[Data entries]
+===+

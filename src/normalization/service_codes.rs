//! Billing-code options for an employee line item.

use serde::{Deserialize, Serialize};

use crate::config::ServiceCodeCatalog;
use crate::models::CanonicalEmployee;

/// A billing code offered to a reviewer.
#[derive(Debug, Clone, PartialEq, Eq, Serialize, Deserialize)]
pub struct ServiceCode {
    /// The billing code.
    pub code: String,
    /// Human-readable label.
    pub label: String,
}

/// Produces the billing codes offered for an employee.
///
/// Soft-fail: an unknown employee gets the default catalog and a code that
/// is not in the catalog is still accepted verbatim.
#[derive(Debug, Clone, Default)]
pub struct ServiceCodeResolver {
    catalog: ServiceCodeCatalog,
}

impl ServiceCodeResolver {
    /// Creates a resolver over the given default catalog.
    pub fn new(catalog: &ServiceCodeCatalog) -> Self {
        Self {
            catalog: catalog.clone(),
        }
    }

    /// Returns the employee's qualified codes, most recently used first,
    /// or the default catalog when the employee is unknown or has none.
    ///
    /// # Example
    ///
    /// ```
    /// use timesheet_engine::normalization::ServiceCodeResolver;
    ///
    /// let resolver = ServiceCodeResolver::default();
    /// let codes = resolver.codes_for(None);
    /// assert_eq!(codes[0].code, "T1019");
    /// ```
    pub fn codes_for(&self, employee: Option<&CanonicalEmployee>) -> Vec<ServiceCode> {
        match employee {
            Some(employee) if !employee.qualified_service_codes.is_empty() => employee
                .qualified_service_codes
                .iter()
                .map(|code| ServiceCode {
                    code: code.clone(),
                    label: self.label_for(code).unwrap_or(code.as_str()).to_string(),
                })
                .collect(),
            _ => self
                .catalog
                .service_codes
                .iter()
                .map(|definition| ServiceCode {
                    code: definition.code.clone(),
                    label: definition.label.clone(),
                })
                .collect(),
        }
    }

    /// Accepts a reviewer-entered code. Custom codes are never rejected.
    pub fn accept_custom(&self, raw: &str) -> String {
        raw.trim().to_string()
    }

    /// Looks up the catalog label for a code.
    pub fn label_for(&self, code: &str) -> Option<&str> {
        self.catalog
            .service_codes
            .iter()
            .find(|definition| definition.code.eq_ignore_ascii_case(code.trim()))
            .map(|definition| definition.label.as_str())
    }
}

#[cfg(test)]
mod tests {
    use super::*;
    use std::collections::BTreeSet;

    fn employee_with_codes(codes: &[&str]) -> CanonicalEmployee {
        CanonicalEmployee {
            id: "emp_001".to_string(),
            organization_id: "org_a".to_string(),
            full_name: "Jon Smith".to_string(),
            aliases: BTreeSet::new(),
            qualified_service_codes: codes.iter().map(|c| c.to_string()).collect(),
            is_complete: true,
            active: true,
        }
    }

    #[test]
    fn test_unknown_employee_gets_default_catalog() {
        let resolver = ServiceCodeResolver::default();
        let codes = resolver.codes_for(None);

        assert_eq!(codes.len(), ServiceCodeCatalog::default().service_codes.len());
        assert_eq!(codes[0].code, "T1019");
    }

    #[test]
    fn test_employee_without_codes_gets_default_catalog() {
        let resolver = ServiceCodeResolver::default();
        let employee = employee_with_codes(&[]);

        assert_eq!(resolver.codes_for(Some(&employee)).len(), 7);
    }

    #[test]
    fn test_employee_codes_keep_order_and_labels() {
        let resolver = ServiceCodeResolver::default();
        let employee = employee_with_codes(&["S5130", "T1019", "X9999"]);

        let codes = resolver.codes_for(Some(&employee));
        let order: Vec<&str> = codes.iter().map(|c| c.code.as_str()).collect();
        assert_eq!(order, vec!["S5130", "T1019", "X9999"]);
        assert_eq!(codes[0].label, "Homemaker service, per 15 minutes");
        assert_eq!(codes[2].label, "X9999");
    }

    #[test]
    fn test_most_recently_used_code_moves_first() {
        let resolver = ServiceCodeResolver::default();
        let mut employee = employee_with_codes(&["S5130", "T1019"]);
        employee.record_service_code_use("T1019");

        assert_eq!(resolver.codes_for(Some(&employee))[0].code, "T1019");
    }

    #[test]
    fn test_custom_code_is_accepted_verbatim() {
        let resolver = ServiceCodeResolver::default();
        assert_eq!(resolver.accept_custom("  ZZ-42 custom "), "ZZ-42 custom");
        assert_eq!(resolver.label_for("ZZ-42 custom"), None);
    }
}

+===+

Work task: The expected output is every line of the records in which the string "Deserialize" appears.

Task solution:
use serde::{Deserialize, Serialize};
#[derive(Debug, Clone, PartialEq, Eq, Serialize, Deserialize)]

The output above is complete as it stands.